Patricia Boyle is a neuropsychologist at Rush Alzheimer’s Disease Center. Olivia S. Mitchell directs the Pension Research Council at the Wharton School of the University of Pennsylvania. Gary R. Mottola is the research director at the FINRA Investor Education Foundation. Lei Yu is a statistician at Rush Alzheimer’s Disease Center.
Financial and health literacy are crucial for older people. If older adults lack an understanding of basic financial and health concepts, along with the ability to apply skills such as budgeting and saving, it becomes increasingly difficult for them to do a good job managing money and making informed choices about medical care, insurance, and day-to-day health management.
Our recent research study investigated whether and how financial and health literacy changes with age by tracking more than 1,000 older adults annually and asking them questions about financial and health knowledge for up to 12 years. Participants were older adults living in the community who agreed to participate in the Rush Memory and Aging Project; they averaged 81 years old at the start of the study. This research is unusual in being able to follow the same people over time, whereas prior studies have mainly focused on people of different ages interviewed at a single point in time.
Participants were asked to answer 23 questions, eight of which assessed numeracy (e.g., performing basic calculations or converting between numbers and percentages). The remaining 15 questions tested knowledge of financial terms, institutions, and investments. The assessment also included nine items that measured knowledge of health information and concepts designed to measure health literacy. All questions had multiple choice or true/false answers.
What we learned
A large majority, around 87% of study participants, experienced a decline in their financial and health literacy scores with age. At baseline, the average combined correct score across all participants was about 70%. Notably, this average then declined by about 1 percentage point per year. In other words, someone who earned a score of 70% at baseline would have only been able to answer 60% of the questions correctly a decade later. Moreover, those who scored the lowest at baseline were also most likely to experience declines, as were older and less educated respondents.

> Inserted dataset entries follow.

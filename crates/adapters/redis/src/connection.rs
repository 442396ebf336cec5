//! Redis 连接管理

use oleema_errors::{AppError, AppResult};
use redis::Client;
use redis::aio::ConnectionManager;
use tracing::info;

/// 创建 Redis 连接管理器
pub async fn create_connection_manager(url: &str) -> AppResult<ConnectionManager> {
    let client = Client::open(url)
        .map_err(|e| AppError::internal(format!("Failed to create Redis client: {}", e)))?;

    let manager = ConnectionManager::new(client).await.map_err(|e| {
        AppError::external_service(format!("Failed to create Redis connection manager: {}", e))
    })?;

    info!("Redis connection manager created");
    Ok(manager)
}

/// 检查 Redis 连接
pub async fn check_connection(conn: &mut ConnectionManager) -> AppResult<()> {
    redis::cmd("PING")
        .query_async::<String>(conn)
        .await
        .map_err(|e| AppError::external_service(format!("Redis health check failed: {}", e)))?;
    Ok(())
}
//! 超产看板与处理

use axum::extract::{Json, Path, State};
use axum::routing::{get, post};
use axum::Router;
use oleema_errors::AppResult;
use serde::Deserialize;

use crate::api::middleware::CurrentSession;
use crate::api::state::AppState;
use crate::application::overage::{OverageDashboard, OverageDetail};
use crate::domain::overage::{Overage, OverageId};

pub fn routes() -> Router<AppState> {
    Router::new()
        .route("/api/overages", get(dashboard))
        .route("/api/overages/{id}", get(detail))
        .route("/api/overages/{id}/resolve", post(resolve))
}

#[derive(Debug, Deserialize)]
pub struct ResolveRequest {
    #[serde(default)]
    pub resolution_notes: String,
}

async fn dashboard(State(state): State<AppState>) -> AppResult<Json<OverageDashboard>> {
    Ok(Json(state.overages.dashboard().await?))
}

async fn detail(
    State(state): State<AppState>,
    Path(id): Path<OverageId>,
) -> AppResult<Json<OverageDetail>> {
    Ok(Json(state.overages.detail(&id).await?))
}

/// 处理人取当前会话的用户名
async fn resolve(
    State(state): State<AppState>,
    CurrentSession(session): CurrentSession,
    Path(id): Path<OverageId>,
    Json(req): Json<ResolveRequest>,
) -> AppResult<Json<Overage>> {
    let overage = state
        .overages
        .resolve(&id, &session.username, &req.resolution_notes)
        .await?;
    Ok(Json(overage))
}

We also documented that, on average, men scored about 3.6 percentage points higher than women at baseline, even after controlling for age, income, education, and medical conditions. Interestingly, the rate and likelihood of decline did not differ significantly by gender; financial and health literacy deteriorated for both men and women in parallel (see Figure 1). And perhaps surprisingly, no demographic factor other than age was related to the rate of decrease.

Figure 1. Rates of decline in financial and health literacy for older males and females.
Note: The figure illustrates declining financial and health literacy for older males and females estimated from a linear mixed effects model. The blue solid line represents the mean rate of decline in financial and health literacy for a representative male participant with average age and education, and the two dash lines represent the 95% confidence band. The red solid line represents the mean rate of decline in literacy for a representative female participant with average age and education, and the two dash lines. Source: Boyle, Mitchell, Mottola, and Yu (2025).
Wider implications of our study
Lower financial and health literacy can lead people to make numerous money management mistakes, lose money to scams and fraud, and fail to navigate complex medical decisions. With less time to recover, such losses can be particularly dangerous for older individuals.
With this in mind, we posit that it is essential to help older adults maintain and even enhance their financial literacy when possible. Knowing how the decline in financial and health literacy affects older adults could therefore be helpful when tailoring messages and programs to help prevent some of these negative outcomes.
For those involved in efforts to improve older adults’ financial well-being, the finding that women have lower levels of financial and health literacy, and that this gap does not close with age, is noteworthy. Due to older women’s longer average lifetimes, their lower financial and health literacy, and greater potential to be living alone for many years at the end of their lives, they may be especially vulnerable to financial and health shocks as they age. They are therefore likely to benefit from initiatives aimed at maintaining and building financial literacy at older ages, along with efforts to develop and promote such programs.
Although the gap between men and women persists as they age, the similar decline trajectories suggest that early interventions—well before older age—could help boost baseline literacy for everyone, even if other approaches are needed to close the gap.
Views of our Guest Bloggers are theirs alone, and not of the Pension Research Council, the Wharton School, or the University of Pennsylvania.